The company was also involved in the manufacture of trolleybuses. The general manager of the Teesside Railless Traction Board developed a new and improved trolleybus design and Clough, Smith arranged for it to be manufactured. It was marketed as the Straker-Clough trolley omnibus. This chassis and design came to be regarded as both pioneering and improving the industry standard. The chassis was manufactured by Straker-Squire, the electrical equipment by BTH of Rugby, Warwickshire, and Clough, Smith arranged production of the bodies. The whole would be sold to system operators as part of a package deal which included the design, supply and installation of the overhead electrical equipment.

== Truck models ==
The first trucks built were German designed Büssing 2cyl trucks under licence from 1906.
Truck models included.:
- Büssing 3-ton. 1906–09. 4cyl worm drive petrol engine.
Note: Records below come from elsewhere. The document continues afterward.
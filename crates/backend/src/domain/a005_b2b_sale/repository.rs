use chrono::Utc;
use contracts::domain::a005_b2b_sale::aggregate::{B2bSale, B2bSaleId, SaleType};
use contracts::domain::common::{BaseAggregate, EntityMetadata};
use serde::{Deserialize, Serialize};
use std::collections::BTreeMap;

use sea_orm::entity::prelude::*;
use sea_orm::{EntityTrait, NotSet, QueryFilter, QueryOrder, Set, TransactionTrait};

use crate::shared::data::db::get_connection;

#[derive(Clone, Debug, PartialEq, DeriveEntityModel, Serialize, Deserialize)]
#[sea_orm(table_name = "a005_b2b_sale")]
pub struct Model {
    #[sea_orm(primary_key)]
    pub id: i64,
    pub code: String,
    pub description: String,
    pub comment: Option<String>,
    pub sale_type: String,
    pub date: Option<chrono::NaiveDate>,
    pub customer: Option<i64>,
    pub customer_name: Option<String>,
    pub product: Option<i64>,
    pub product_name: Option<String>,
    pub receiver: Option<i64>,
    pub warehouse: Option<i64>,
    pub b2b_offer: Option<i64>,
    pub weight: Option<f64>,
    pub price: Option<f64>,
    /// Неразмеченные колонки исходной строки (JSON)
    pub extra: Option<String>,
    pub is_deleted: bool,
    pub is_posted: bool,
    pub created_at: Option<chrono::DateTime<chrono::Utc>>,
    pub updated_at: Option<chrono::DateTime<chrono::Utc>>,
    pub version: i32,
}

#[derive(Copy, Clone, Debug, EnumIter, DeriveRelation)]
pub enum Relation {}

impl ActiveModelBehavior for ActiveModel {}

fn sale_type_from_str(s: &str) -> SaleType {
    match s {
        "distribution" => SaleType::Distribution,
        _ => SaleType::Direct,
    }
}

impl From<Model> for B2bSale {
    fn from(m: Model) -> Self {
        let metadata = EntityMetadata {
            created_at: m.created_at.unwrap_or_else(Utc::now),
            updated_at: m.updated_at.unwrap_or_else(Utc::now),
            is_deleted: m.is_deleted,
            is_posted: m.is_posted,
            version: m.version,
        };
        let extra: BTreeMap<String, String> = m
            .extra
            .as_deref()
            .and_then(|s| serde_json::from_str(s).ok())
            .unwrap_or_default();

        B2bSale {
            base: BaseAggregate::with_metadata(
                B2bSaleId(m.id),
                m.code,
                m.description,
                m.comment.clone(),
                metadata,
            ),
            sale_type: sale_type_from_str(&m.sale_type),
            date: m.date,
            customer: m.customer,
            customer_name: m.customer_name,
            product: m.product,
            product_name: m.product_name,
            receiver: m.receiver,
            warehouse: m.warehouse,
            b2b_offer: m.b2b_offer,
            weight: m.weight,
            price: m.price,
            extra,
        }
    }
}

fn to_active_model(aggregate: &B2bSale) -> anyhow::Result<ActiveModel> {
    let extra = if aggregate.extra.is_empty() {
        None
    } else {
        Some(serde_json::to_string(&aggregate.extra)?)
    };

    Ok(ActiveModel {
        id: NotSet,
        code: Set(aggregate.base.code.clone()),
        description: Set(aggregate.base.description.clone()),
        comment: Set(aggregate.base.comment.clone()),
        sale_type: Set(aggregate.sale_type.as_str().to_string()),
        date: Set(aggregate.date),
        customer: Set(aggregate.customer),
        customer_name: Set(aggregate.customer_name.clone()),
        product: Set(aggregate.product),
        product_name: Set(aggregate.product_name.clone()),
        receiver: Set(aggregate.receiver),
        warehouse: Set(aggregate.warehouse),
        b2b_offer: Set(aggregate.b2b_offer),
        weight: Set(aggregate.weight),
        price: Set(aggregate.price),
        extra: Set(extra),
        is_deleted: Set(aggregate.base.metadata.is_deleted),
        is_posted: Set(aggregate.base.metadata.is_posted),
        created_at: Set(Some(aggregate.base.metadata.created_at)),
        updated_at: Set(Some(aggregate.base.metadata.updated_at)),
        version: Set(aggregate.base.metadata.version),
    })
}

fn conn() -> &'static DatabaseConnection {
    get_connection()
}

pub async fn list_all() -> anyhow::Result<Vec<B2bSale>> {
    let items = Entity::find()
        .filter(Column::IsDeleted.eq(false))
        .order_by_desc(Column::CreatedAt)
        .all(conn())
        .await?
        .into_iter()
        .map(Into::into)
        .collect();
    Ok(items)
}

pub async fn get_by_id(id: i64) -> anyhow::Result<Option<B2bSale>> {
    let result = Entity::find_by_id(id).one(conn()).await?;
    Ok(result.map(Into::into))
}

/// Вставить пачку записей одной транзакцией.
///
/// Либо вставляются все строки, либо ни одной — частичный retry по
/// отдельным строкам не поддерживается.
pub async fn insert_batch(aggregates: &[B2bSale]) -> anyhow::Result<usize> {
    let txn = conn().begin().await?;

    let mut inserted = 0usize;
    for aggregate in aggregates {
        let active = to_active_model(aggregate)?;
        active.insert(&txn).await?;
        inserted += 1;
    }

    txn.commit().await?;
    Ok(inserted)
}
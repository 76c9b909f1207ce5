use crate::domain::common::{AggregateId, AggregateRoot, BaseAggregate, EntityMetadata};
use serde::{Deserialize, Serialize};
use std::collections::BTreeMap;

// ============================================================================
// ID Type
// ============================================================================
#[derive(Debug, Clone, Copy, PartialEq, Eq, Hash, Serialize, Deserialize)]
pub struct B2bSaleId(pub i64);

impl B2bSaleId {
    pub fn new(value: i64) -> Self {
        Self(value)
    }

    pub fn value(&self) -> i64 {
        self.0
    }
}

impl AggregateId for B2bSaleId {
    fn as_string(&self) -> String {
        self.0.to_string()
    }

    fn from_string(s: &str) -> Result<Self, String> {
        s.parse::<i64>()
            .map(B2bSaleId::new)
            .map_err(|e| format!("Invalid id: {}", e))
    }
}

// ============================================================================
// Классификация продажи
// ============================================================================
#[derive(Debug, Clone, Copy, PartialEq, Eq, Serialize, Deserialize, Default)]
#[serde(rename_all = "snake_case")]
pub enum SaleType {
    /// Прямая продажа
    #[default]
    Direct,
    /// Дистрибуция
    Distribution,
}

impl SaleType {
    pub fn as_str(&self) -> &'static str {
        match self {
            SaleType::Direct => "direct",
            SaleType::Distribution => "distribution",
        }
    }
}

// ============================================================================
// Aggregate Root (документ)
// ============================================================================
/// Запись B2B продажи, создаваемая batch commit'ом импорта.
///
/// Ссылочные поля хранятся как целочисленные id; для строк, принятых через
/// accept-all без резолва, id отсутствуют и сохраняются исходные имена.
#[derive(Debug, Clone, Serialize, Deserialize)]
pub struct B2bSale {
    #[serde(flatten)]
    pub base: BaseAggregate<B2bSaleId>,

    #[serde(rename = "saleType", default)]
    pub sale_type: SaleType,

    pub date: Option<chrono::NaiveDate>,

    pub customer: Option<i64>,
    #[serde(rename = "customerName")]
    pub customer_name: Option<String>,

    pub product: Option<i64>,
    #[serde(rename = "productName")]
    pub product_name: Option<String>,

    pub receiver: Option<i64>,
    pub warehouse: Option<i64>,
    pub b2b_offer: Option<i64>,

    pub weight: Option<f64>,
    pub price: Option<f64>,

    /// Неразмеченные колонки исходной строки
    #[serde(default)]
    pub extra: BTreeMap<String, String>,
}

impl B2bSale {
    #[allow(clippy::too_many_arguments)]
    pub fn new_for_insert(
        code: String,
        description: String,
        sale_type: SaleType,
        date: Option<chrono::NaiveDate>,
        customer: Option<i64>,
        customer_name: Option<String>,
        product: Option<i64>,
        product_name: Option<String>,
        receiver: Option<i64>,
        warehouse: Option<i64>,
        b2b_offer: Option<i64>,
        weight: Option<f64>,
        price: Option<f64>,
        extra: BTreeMap<String, String>,
    ) -> Self {
        let base = BaseAggregate::new(B2bSaleId::new(0), code, description);

        Self {
            base,
            sale_type,
            date,
            customer,
            customer_name,
            product,
            product_name,
            receiver,
            warehouse,
            b2b_offer,
            weight,
            price,
            extra,
        }
    }

    pub fn before_write(&mut self) {
        self.base.touch();
    }
}

impl AggregateRoot for B2bSale {
    type Id = B2bSaleId;

    fn id(&self) -> Self::Id {
        self.base.id
    }

    fn code(&self) -> &str {
        &self.base.code
    }

    fn description(&self) -> &str {
        &self.base.description
    }

    fn metadata(&self) -> &EntityMetadata {
        &self.base.metadata
    }

    fn metadata_mut(&mut self) -> &mut EntityMetadata {
        &mut self.base.metadata
    }

    fn aggregate_index() -> &'static str {
        "a005"
    }

    fn collection_name() -> &'static str {
        "b2b_sale"
    }

    fn element_name() -> &'static str {
        "Продажа B2B"
    }

    fn list_name() -> &'static str {
        "Продажи B2B"
    }
}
German design built under licence.
- Colonial 5-ton. 1910.
- Military 3/4-ton. 1913–18. Built in large numbers for the British Army.
- A type 5-ton. 1919. Semi-forward-control, 4cyl worm drive engine.

Commercial vehicle production moved to Twickenham during the war. After car production ended in 1926 a limited number of bus and truck chassis and Straker-Clough trolley buses were also built.